What the task asks – Write out again, please, the records below from the first line to the line holding "pub struct LineIndex<'a>", inclusive, and nothing else.

Data to examine –
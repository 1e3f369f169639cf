//! Parse Utilities
//!
//! Source positions, expectation descriptors and the structured syntax error
//! raised by the template parser.

use std::fmt;

use serde::Serialize;
use thiserror::Error;

use crate::chars;

/// A resolved point in the template source
#[derive(Debug, Clone, Copy, PartialEq, Eq, Serialize)]
pub struct SourcePosition {
    /// Byte offset into the template
    pub offset: usize,
    /// 1-based line
    pub line: usize,
    /// 1-based column, counted in characters
    pub column: usize,
}

#[derive(Debug, Clone, PartialEq, Eq, Serialize)]
pub struct SourceLocation {
    pub source: Option<String>,
    pub start: SourcePosition,
    pub end: SourcePosition,
}

impl fmt::Display for SourceLocation {
    fn fmt(&self, f: &mut fmt::Formatter<'_>) -> fmt::Result {
        write!(
            f,
            "{}@{}:{}",
            self.source.as_deref().unwrap_or("<template>"),
            self.start.line,
            self.start.column
        )
    }
}

/// Maps byte offsets to line/column pairs
#[derive(Debug, Clone)]
pub struct LineIndex<'a> {
    input: &'a str,
    line_starts: Vec<usize>,
}

impl<'a> LineIndex<'a> {
    pub fn new(input: &'a str) -> Self {
        let mut line_starts = vec![0];
        for (offset, ch) in input.char_indices() {
            if ch == chars::NEWLINE {
                line_starts.push(offset + 1);
            }
        }
        LineIndex { input, line_starts }
    }

    pub fn position(&self, offset: usize) -> SourcePosition {
        let offset = offset.min(self.input.len());
        let line = match self.line_starts.binary_search(&offset) {
            Ok(exact) => exact,
            Err(next) => next - 1,
        };
        let line_start = self.line_starts[line];
        let column = self.input[line_start..offset].chars().count() + 1;
        SourcePosition {
            offset,
            line: line + 1,
            column,
        }
    }

    pub fn location(&self, start: usize, end: usize, source: Option<&str>) -> SourceLocation {
        SourceLocation {
            source: source.map(str::to_string),
            start: self.position(start),
            end: self.position(end),
        }
    }

    /// Source text around `offset`, up to `max_chars` or `max_lines` on each side
    pub fn context(&self, offset: usize, max_chars: usize, max_lines: usize) -> (String, String) {
        let offset = offset.min(self.input.len());
        let (before, after) = self.input.split_at(offset);

        let mut lines = 0;
        let before: String = before
            .chars()
            .rev()
            .take(max_chars)
            .take_while(|&ch| {
                if ch == chars::NEWLINE {
                    lines += 1;
                }
                lines < max_lines
            })
            .collect::<Vec<_>>()
            .into_iter()
            .rev()
            .collect();

        let mut lines = 0;
        let after: String = after
            .chars()
            .take(max_chars)
            .take_while(|&ch| {
                if ch == chars::NEWLINE {
                    lines += 1;
                }
                lines < max_lines
            })
            .collect();

        (before, after)
    }
}

/// What the parser was looking for at the failure position
#[derive(Debug, Clone, Copy, PartialEq, Eq, Hash, Serialize)]
#[serde(tag = "type", content = "text", rename_all = "lowercase")]
pub enum Expected {
    Literal(&'static str),
    /// A character class, already rendered as `[...]`
    Class(&'static str),
    Any,
    End,
    Other(&'static str),
}

impl Expected {
    pub fn describe(&self) -> String {
        match self {
            Expected::Literal(text) => format!("\"{}\"", literal_escape(text)),
            Expected::Class(parts) => (*parts).to_string(),
            Expected::Any => "any character".to_string(),
            Expected::End => "end of input".to_string(),
            Expected::Other(description) => (*description).to_string(),
        }
    }
}

fn literal_escape(s: &str) -> String {
    let mut out = String::with_capacity(s.len());
    for ch in s.chars() {
        match ch {
            '\\' => out.push_str("\\\\"),
            '"' => out.push_str("\\\""),
            '\0' => out.push_str("\\0"),
            '\t' => out.push_str("\\t"),
            '\n' => out.push_str("\\n"),
            '\r' => out.push_str("\\r"),
            c if (c as u32) < 0x20 || (0x7F..=0x9F).contains(&(c as u32)) => {
                out.push_str(&format!("\\x{:02X}", c as u32))
            }
            c => out.push(c),
        }
    }
    out
}

/// Structured syntax error carrying the furthest failure position
#[derive(Debug, Clone, PartialEq, Eq, Serialize, Error)]
#[error("{message} ({location})")]
pub struct SyntaxError {
    pub message: String,
    pub expected: Vec<Expected>,
    pub found: Option<char>,
    pub location: SourceLocation,
    #[serde(skip)]
    context: (String, String),
}

impl SyntaxError {
    pub fn new(
        expected: Vec<Expected>,
        found: Option<char>,
        location: SourceLocation,
        context: (String, String),
    ) -> Self {
        SyntaxError {
            message: Self::build_message(&expected, found),
            expected,
            found,
            location,
            context,
        }
    }

    /// `Expected A, B, or C but "x" found.`
    pub fn build_message(expected: &[Expected], found: Option<char>) -> String {
        let mut descriptions: Vec<String> = expected.iter().map(Expected::describe).collect();
        descriptions.sort();
        descriptions.dedup();

        let expected_text = match descriptions.len() {
            0 => "nothing".to_string(),
            1 => descriptions[0].clone(),
            2 => format!("{} or {}", descriptions[0], descriptions[1]),
            n => format!(
                "{}, or {}",
                descriptions[..n - 1].join(", "),
                descriptions[n - 1]
            ),
        };

        let found_text = match found {
            Some(ch) => format!("\"{}\"", literal_escape(ch.encode_utf8(&mut [0; 4]))),
            None => "end of input".to_string(),
        };

        format!("Expected {} but {} found.", expected_text, found_text)
    }

    pub fn offset(&self) -> usize {
        self.location.start.offset
    }

    pub fn contextual_message(&self) -> String {
        let (before, after) = &self.context;
        format!("{} (\"{}[ERROR ->]{}\")", self.message, before, after)
    }
}
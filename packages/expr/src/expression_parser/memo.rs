//! Packrat memo table
//!
//! One table per parse call, keyed by `(position, rule)`. Each entry keeps the
//! rule's result, where it stopped, and the expectations it recorded so that a
//! cache hit reports exactly the same diagnostics as a fresh run.

use std::collections::HashMap;

use smallvec::SmallVec;

use super::ast::{Accessor, Expr, Keyword, Operator, Segment, Suffix};
use crate::parse_util::Expected;

#[derive(Debug, Clone, Copy, PartialEq, Eq, Hash)]
pub enum RuleId {
    Segment,
    LiteralRun,
    ExpressionRegion,
    Expression,
    Term,
    PropertySuffix,
    MethodCall,
    GlobalCall,
    Primary,
    Arguments,
    SubExpression,
    Identifier,
    Keyword,
    Whitespace,
    Operator,
    Number,
    StringLiteral,
    Variable,
    ArrayLiteral,
    ObjectLiteral,
}

/// Furthest position at which something was expected, and what
#[derive(Debug, Clone, Default, PartialEq)]
pub struct ExpectationFrame {
    pub pos: usize,
    pub variants: SmallVec<[Expected; 8]>,
}

impl ExpectationFrame {
    pub fn new(pos: usize) -> Self {
        ExpectationFrame {
            pos,
            variants: SmallVec::new(),
        }
    }

    pub fn expect(&mut self, pos: usize, expected: Expected) {
        if self.variants.is_empty() || pos > self.pos {
            self.pos = pos;
            self.variants.clear();
            self.variants.push(expected);
        } else if pos == self.pos {
            self.variants.push(expected);
        }
    }

    pub fn merge(&mut self, other: &ExpectationFrame) {
        if other.variants.is_empty() {
            return;
        }
        if self.variants.is_empty() || other.pos > self.pos {
            self.pos = other.pos;
            self.variants = other.variants.clone();
        } else if other.pos == self.pos {
            self.variants.extend(other.variants.iter().copied());
        }
    }
}

/// Type-erased rule result
#[derive(Debug, Clone)]
pub enum RuleOutput {
    Segment(Segment),
    Text(String),
    Expr(Expr),
    Suffix(Suffix),
    Accessor(Accessor),
    Args(Vec<Expr>),
    Operator(Operator),
    Keyword(Keyword),
    Unit,
}

pub trait Memoized: Clone + Sized {
    fn into_output(self) -> RuleOutput;
    fn from_output(output: &RuleOutput) -> Option<Self>;
}

macro_rules! memoized {
    ($ty:ty, $variant:ident) => {
        impl Memoized for $ty {
            fn into_output(self) -> RuleOutput {
                RuleOutput::$variant(self)
            }

            fn from_output(output: &RuleOutput) -> Option<Self> {
                match output {
                    RuleOutput::$variant(value) => Some(value.clone()),
                    _ => None,
                }
            }
        }
    };
}

memoized!(Segment, Segment);
memoized!(String, Text);
memoized!(Expr, Expr);
memoized!(Suffix, Suffix);
memoized!(Accessor, Accessor);
memoized!(Vec<Expr>, Args);
memoized!(Operator, Operator);
memoized!(Keyword, Keyword);

impl Memoized for () {
    fn into_output(self) -> RuleOutput {
        RuleOutput::Unit
    }

    fn from_output(output: &RuleOutput) -> Option<Self> {
        matches!(output, RuleOutput::Unit).then_some(())
    }
}

#[derive(Debug, Clone)]
pub struct MemoEntry {
    /// `None` records a failed match
    pub result: Option<RuleOutput>,
    pub next_pos: usize,
    pub expectations: ExpectationFrame,
}

#[derive(Debug, Default)]
pub struct MemoTable {
    entries: HashMap<(usize, RuleId), MemoEntry>,
    hits: usize,
    misses: usize,
}

impl MemoTable {
    pub fn new() -> Self {
        Self::default()
    }

    pub fn lookup(&mut self, pos: usize, rule: RuleId) -> Option<&MemoEntry> {
        match self.entries.get(&(pos, rule)) {
            Some(entry) => {
                self.hits += 1;
                Some(entry)
            }
            None => {
                self.misses += 1;
                None
            }
        }
    }

    pub fn insert(&mut self, pos: usize, rule: RuleId, entry: MemoEntry) {
        self.entries.insert((pos, rule), entry);
    }

    pub fn len(&self) -> usize {
        self.entries.len()
    }

    pub fn is_empty(&self) -> bool {
        self.entries.is_empty()
    }

    pub fn hits(&self) -> usize {
        self.hits
    }

    pub fn misses(&self) -> usize {
        self.misses
    }
}
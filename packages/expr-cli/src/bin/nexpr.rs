/**
 * Natural Expression CLI - nexpr
 *
 * Evaluates templates, extracts binding keys and prints parse trees
 */
use std::path::{Path, PathBuf};
use std::process;

use anyhow::Context;
use clap::{Arg, ArgAction, ArgMatches, Command};
use natural_expr::{Dialect, ParseOptions};
use natural_expr_cli::{commands, CliConfig, DataSource};
use tracing_subscriber::EnvFilter;

fn template_arg() -> Arg {
    Arg::new("template")
        .required(true)
        .value_name("TEMPLATE")
        .help("Template text, e.g. 'Hello {name}'")
}

fn parse_flags() -> [Arg; 4] {
    [
        Arg::new("config")
            .long("config")
            .value_name("FILE")
            .value_parser(clap::value_parser!(PathBuf))
            .help("Path to nexpr.json (defaults to ./nexpr.json when present)"),
        Arg::new("dialect")
            .long("dialect")
            .value_name("DIALECT")
            .value_parser(["classic", "extended"])
            .help("Grammar dialect"),
        Arg::new("no-memo")
            .long("no-memo")
            .action(ArgAction::SetTrue)
            .help("Disable packrat memoization"),
        Arg::new("source")
            .long("source")
            .value_name("NAME")
            .help("Source name reported in syntax errors"),
    ]
}

fn cli() -> Command {
    Command::new("nexpr")
        .version(env!("CARGO_PKG_VERSION"))
        .about("Brace-delimited template expressions")
        .subcommand_required(true)
        .arg_required_else_help(true)
        .subcommand(
            Command::new("eval")
                .about("Evaluate a template against a data object")
                .arg(template_arg())
                .arg(
                    Arg::new("data")
                        .long("data")
                        .value_name("JSON")
                        .conflicts_with("context")
                        .help("Inline JSON data object"),
                )
                .arg(
                    Arg::new("context")
                        .long("context")
                        .value_name("FILE")
                        .value_parser(clap::value_parser!(PathBuf))
                        .help("File containing the JSON data object"),
                )
                .arg(
                    Arg::new("json")
                        .long("json")
                        .action(ArgAction::SetTrue)
                        .help("Print the raw value as JSON"),
                )
                .args(parse_flags()),
        )
        .subcommand(
            Command::new("keys")
                .about("Print the data keys a template depends on")
                .arg(template_arg()),
        )
        .subcommand(
            Command::new("ast")
                .about("Print the canonical form of each template segment")
                .arg(template_arg())
                .arg(
                    Arg::new("json")
                        .long("json")
                        .action(ArgAction::SetTrue)
                        .help("Print the full tree as JSON"),
                )
                .args(parse_flags()),
        )
}

fn load_config(matches: &ArgMatches) -> anyhow::Result<CliConfig> {
    let path = match matches.get_one::<PathBuf>("config") {
        Some(path) => Some(path.clone()),
        None => std::env::current_dir()
            .ok()
            .and_then(|dir| CliConfig::discover(&dir)),
    };
    match path {
        Some(path) => CliConfig::load(&path),
        None => Ok(CliConfig::default()),
    }
}

/// Config file options overridden by command line flags
fn parse_options(matches: &ArgMatches, config: &CliConfig) -> anyhow::Result<ParseOptions> {
    let mut options = config.options.clone();
    if let Some(dialect) = matches.get_one::<String>("dialect") {
        let dialect: Dialect = dialect.parse().map_err(anyhow::Error::msg)?;
        options = options.with_dialect(dialect);
    }
    if matches.get_flag("no-memo") {
        options = options.with_memoize(false);
    }
    if let Some(source) = matches.get_one::<String>("source") {
        options = options.with_source_name(source.as_str());
    }
    Ok(options)
}

fn run(matches: &ArgMatches) -> anyhow::Result<String> {
    match matches.subcommand() {
        Some(("eval", sub)) => {
            let config = load_config(sub)?;
            let options = parse_options(sub, &config)?;
            let template = sub
                .get_one::<String>("template")
                .context("missing template")?;
            let data = match (
                sub.get_one::<String>("data"),
                sub.get_one::<PathBuf>("context"),
            ) {
                (Some(inline), _) => DataSource::Inline(inline),
                (None, Some(path)) => DataSource::File(Path::new(path)),
                (None, None) => DataSource::Empty,
            };
            commands::eval(template, &data, &config, &options, sub.get_flag("json"))
        }
        Some(("keys", sub)) => {
            let template = sub
                .get_one::<String>("template")
                .context("missing template")?;
            commands::keys(template)
        }
        Some(("ast", sub)) => {
            let config = load_config(sub)?;
            let options = parse_options(sub, &config)?;
            let template = sub
                .get_one::<String>("template")
                .context("missing template")?;
            commands::ast(template, &options, sub.get_flag("json"))
        }
        _ => unreachable!("subcommand is required"),
    }
}

fn main() {
    tracing_subscriber::fmt()
        .with_env_filter(EnvFilter::try_from_default_env().unwrap_or_else(|_| EnvFilter::new("warn")))
        .with_writer(std::io::stderr)
        .init();

    let matches = cli().get_matches();
    match run(&matches) {
        Ok(output) => println!("{}", output),
        Err(err) => {
            eprintln!("error: {:#}", err);
            process::exit(1);
        }
    }
}
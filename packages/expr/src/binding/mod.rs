//! Reactive bindings
//!
//! Static key extraction decides which bindings a data change touches;
//! descriptors record where each binding writes; `evaluate_bindings`
//! recomputes a batch of them.

pub mod descriptor;
pub mod keys;
pub mod update;

pub use descriptor::{BindingDescriptor, BindingMap, Target, WriteKind};
pub use keys::{extract_keys, KeyCache, KeyMap};
pub use update::{evaluate_bindings, BindingUpdate, UpdateValue};
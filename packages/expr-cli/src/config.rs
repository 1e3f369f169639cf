use std::fs;
use std::path::{Path, PathBuf};

use anyhow::Context;
use natural_expr::eval::builtins;
use natural_expr::{EvalContext, ParseOptions, Value};
use serde::Deserialize;

pub const CONFIG_FILE_NAME: &str = "nexpr.json";

/// Contents of `nexpr.json`
#[derive(Debug, Default, Deserialize)]
#[serde(rename_all = "camelCase", default)]
pub struct CliConfig {
    /// `dialect`, `memoize` and `sourceName`
    #[serde(flatten)]
    pub options: ParseOptions,
    /// Bound to `window`; also the namespace for global calls
    pub globals: serde_json::Map<String, serde_json::Value>,
    /// Bound to `N`
    pub namespace: serde_json::Map<String, serde_json::Value>,
}

impl CliConfig {
    pub fn load(path: &Path) -> anyhow::Result<Self> {
        let content = fs::read_to_string(path)
            .with_context(|| format!("failed to read config {}", path.display()))?;
        let config: CliConfig = serde_json::from_str(&content)
            .with_context(|| format!("invalid config {}", path.display()))?;
        Ok(config)
    }

    /// `nexpr.json` in `dir`, if present
    pub fn discover(dir: &Path) -> Option<PathBuf> {
        let candidate = dir.join(CONFIG_FILE_NAME);
        candidate.is_file().then_some(candidate)
    }

    /// Evaluation context over `data` with the configured bindings plus `Math` and `JSON`
    pub fn context(&self, data: serde_json::Value) -> EvalContext {
        let mut builder = EvalContext::builder()
            .data(Value::from(data))
            .math(builtins::math())
            .json(builtins::json());
        if !self.globals.is_empty() {
            builder = builder.window(Value::from(serde_json::Value::Object(self.globals.clone())));
        }
        if !self.namespace.is_empty() {
            builder = builder.root(Value::from(serde_json::Value::Object(self.namespace.clone())));
        }
        builder.build()
    }
}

Result below –
repository 1e3f369f169639cf
//! Parse Utilities
//!
//! Source positions, expectation descriptors and the structured syntax error
//! raised by the template parser.

use std::fmt;

use serde::Serialize;
use thiserror::Error;

use crate::chars;

/// A resolved point in the template source
#[derive(Debug, Clone, Copy, PartialEq, Eq, Serialize)]
pub struct SourcePosition {
    /// Byte offset into the template
    pub offset: usize,
    /// 1-based line
    pub line: usize,
    /// 1-based column, counted in characters
    pub column: usize,
}

#[derive(Debug, Clone, PartialEq, Eq, Serialize)]
pub struct SourceLocation {
    pub source: Option<String>,
    pub start: SourcePosition,
    pub end: SourcePosition,
}

impl fmt::Display for SourceLocation {
    fn fmt(&self, f: &mut fmt::Formatter<'_>) -> fmt::Result {
        write!(
            f,
            "{}@{}:{}",
            self.source.as_deref().unwrap_or("<template>"),
            self.start.line,
            self.start.column
        )
    }
}

/// Maps byte offsets to line/column pairs
#[derive(Debug, Clone)]
pub struct LineIndex<'a> {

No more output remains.